That's about what their original retail price was when they came out.
I had three of those COLORFORMS OUTERSPACE MEN about 50 years ago... I remember buying the Man from Mars on the card out of a bargain bin and think I paid a whopping 50 cents!!!
$20 each? In 1972?
Original Colorforms aliens from the '60's are much more than that now-they are around $200+ for a nice loose figure and thousands of dollars for one in it's original packaging.
The Four Horsemen action figures that came out a few years back were originally priced around $14-20 -they are smaller, articulated hard plastic figures based on the original figures from the '60's.
While these figures aren't common MOC, his asking price of $35,000 is more than a touch optimistic.
Was there a MAN FROM MERCURY? Seems the only planet not represented, except Earth. (BOB: The Man From Earth)
In the Colorforms Outer Space Men second series of figures, which didn't make it beyond prototypes, there was a man from Mercury named Inferno.
In the Colorforms Outer Space Men second series of figures, which didn't make it beyond prototypes, there was a man from Mercury named Inferno. The Cyclops pictured above made by Four Horsemen recently is another character from the second series.
...Mel has also spoken of a longshoreman's strike that, in conjunction with the moon landing, killed the demand for the OSM, relegating them to discount bins in their after Christmas arrival....
I don't understand.

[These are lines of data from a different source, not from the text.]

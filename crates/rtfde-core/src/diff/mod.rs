//! Context diffs over strings and parse trees.
//!
//! Everything here reads its inputs and allocates fresh output; nothing is
//! mutated. The rendering follows the classic context-diff layout with three
//! elements of surrounding context, and two inputs that compare equal
//! always render as the empty string.

mod context;
mod matcher;

pub use context::{context_diff, ContextDiffConfig};
pub use matcher::{Match, Opcode, SequenceMatcher, Tag};

use std::hash::Hash;

use regex::Regex;

use crate::{flatten, flatten_values, Tree};

/// Line terminators recognised by [`split_lines_keep_ends`]. `\r\n` is
/// handled separately as a single terminator.
const LINE_BREAKS: [char; 10] = [
    '\n', '\r', '\u{0b}', '\u{0c}', '\u{1c}', '\u{1d}', '\u{1e}', '\u{85}', '\u{2028}', '\u{2029}',
];

/// Diffs two strings.
///
/// Without a separator both strings are split into lines that keep their
/// terminators, so line-ending changes show up in the output. With a
/// separator, newlines are removed first, both strings are split on the
/// pattern, and empty pieces are dropped before diffing.
///
/// ```
/// # use rtfde_core::string_diff;
/// let diff = string_diff("a\nb\n", "a\nc\n", None);
/// assert!(diff.contains("  a\n"));
/// assert!(diff.contains("! b\n"));
/// assert!(diff.contains("! c\n"));
///
/// let comma = regex::Regex::new(",").unwrap();
/// assert_eq!(string_diff("a,b,,c", "a,b,c", Some(&comma)), "");
/// ```
#[must_use]
pub fn string_diff(original: &str, revised: &str, separator: Option<&Regex>) -> String {
    match separator {
        None => render(&split_lines_keep_ends(original), &split_lines_keep_ends(revised)),
        Some(separator) => {
            let original = original.replace('\n', "");
            let revised = revised.replace('\n', "");
            render(&split_units(&original, separator), &split_units(&revised, separator))
        }
    }
}

/// Diffs the full flattenings of two trees, so tag, value, and position
/// changes are all reported.
///
/// ```
/// # use rtfde_core::{tree_diff, Token, Tree};
/// let tree = Tree::new("doc", vec![Token::new("TEXT", "x").into()]);
/// assert_eq!(tree_diff(&tree, &tree), "");
/// ```
#[must_use]
pub fn tree_diff(original: &Tree, revised: &Tree) -> String {
    let original: Vec<String> = flatten(original).collect();
    let revised: Vec<String> = flatten(revised).collect();
    render(&original, &revised)
}

/// Diffs only the leaf payloads of two trees, ignoring shape and positions.
///
/// ```
/// # use rtfde_core::{tree_value_diff, Token, Tree};
/// let a = Tree::new("doc", vec![Token::new("TEXT", "x").with_position(1, 1, 0, 1).into()]);
/// let b = Tree::new("body", vec![Token::new("TEXT", "x").into()]);
/// assert_eq!(tree_value_diff(&a, &b), "");
/// ```
#[must_use]
pub fn tree_value_diff(original: &Tree, revised: &Tree) -> String {
    let original: Vec<String> = flatten_values(original).map(|leaf| leaf.to_string()).collect();
    let revised: Vec<String> = flatten_values(revised).map(|leaf| leaf.to_string()).collect();
    render(&original, &revised)
}

fn render<T>(original: &[T], revised: &[T]) -> String
where
    T: AsRef<str> + Eq + Hash,
{
    context_diff(original, revised, &ContextDiffConfig::default()).join("\n")
}

/// Splits `text` into lines, each keeping its terminator.
///
/// ```
/// # use rtfde_core::diff::split_lines_keep_ends;
/// assert_eq!(split_lines_keep_ends("a\r\nb\rc"), ["a\r\n", "b\r", "c"]);
/// assert!(split_lines_keep_ends("").is_empty());
/// ```
#[must_use]
pub fn split_lines_keep_ends(text: &str) -> Vec<&str> {
    let mut lines = Vec::new();
    let mut start = 0;
    let mut chars = text.char_indices().peekable();
    while let Some((index, ch)) = chars.next() {
        if !LINE_BREAKS.contains(&ch) {
            continue;
        }
        let mut end = index + ch.len_utf8();
        if ch == '\r' {
            if let Some(&(_, '\n')) = chars.peek() {
                chars.next();
                end += 1;
            }
        }
        lines.push(&text[start..end]);
        start = end;
    }
    if start < text.len() {
        lines.push(&text[start..]);
    }
    lines
}

/// Splits `text` on `separator`, keeping the text of any capture groups as
/// units of their own and dropping empty units.
///
/// ```
/// # use rtfde_core::diff::split_units;
/// let sep = regex::Regex::new(r"(\\par)|\s+").unwrap();
/// assert_eq!(split_units(r"a \par b", &sep), ["a", r"\par", "b"]);
/// ```
#[must_use]
pub fn split_units<'t>(text: &'t str, separator: &Regex) -> Vec<&'t str> {
    let mut units = Vec::new();
    let mut last = 0;
    for captures in separator.captures_iter(text) {
        let Some(whole) = captures.get(0) else {
            continue;
        };
        units.push(&text[last..whole.start()]);
        units.extend(captures.iter().skip(1).flatten().map(|group| group.as_str()));
        last = whole.end();
    }
    units.push(&text[last..]);
    units.retain(|unit| !unit.is_empty());
    units
}
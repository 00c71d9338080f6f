#![no_main]

use libfuzzer_sys::fuzz_target;

fuzz_target!(|data: &[u8]| {
    rtfde_fuzz::fuzz_tree_diff(data);
});
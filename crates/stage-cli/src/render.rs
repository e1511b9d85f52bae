// SPDX-License-Identifier: Apache-2.0
// © James Ross Ω FLYING•ROBOTS <https://github.com/flyingrobots>
//! Renderer adapter that turns draw calls into trace events.

use stage_core::{ColliderShape, Renderer};
use stage_math::Vec3;
use tracing::trace;

/// Logs each draw call at `trace` level and counts them.
#[derive(Debug, Default)]
pub struct TraceRenderer {
    shapes: usize,
    texts: usize,
}

impl TraceRenderer {
    /// Shape draws seen so far.
    pub fn shapes(&self) -> usize {
        self.shapes
    }

    /// Text draws seen so far.
    pub fn texts(&self) -> usize {
        self.texts
    }
}

impl Renderer for TraceRenderer {
    fn draw_shape(&mut self, label: &str, position: Vec3, shape: &ColliderShape) {
        self.shapes += 1;
        trace!(label, pos = ?position.to_array(), kind = ?shape.kind(), "draw shape");
    }

    fn draw_text(&mut self, label: &str, position: Vec3, text: &str) {
        self.texts += 1;
        trace!(label, pos = ?position.to_array(), text, "draw text");
    }
}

Why would the moon landing have killed demand for the Outer Space Men? I would have guessed the effect to be the opposite.
According to Mel, we got to the moon and *no aliens* created a disillusionment with space fantasy.
The second series made it into at least the packaging if not sales samples stage - Mel Birnkrant, creator of the OSM has and has sold a set and is on record saying that Colorforms received four sets of the second series that he saw and therefore knew of. Personally, I think they made it through manufacturing and an initial wave of packaging and shipping, resulting in incredibly limited distribution because I have seen in person a carded Mystron mixed with carded examples of series one from a garage find that was brought onto the floor of the San Diego Comic Con and I spoke with the man selling them - a longtime con staff member - whose mother bought them along with Major Matt items on closeout in SoCal. Despite many reports to the contrary, the OSM debuted in 1969 and Mel has also spoken of a longshoreman's strike that, in conjunction with the moon landing, killed the demand for the OSM, relegating them to discount bins in their after Christmas arrival, meaning the glut would have been in stores during Toy Fair 1970, thus killing wave 2 orders and wave 1 reorders. It's all interesting to me, but adds up to the same thing: series two in all but impossible to acquire.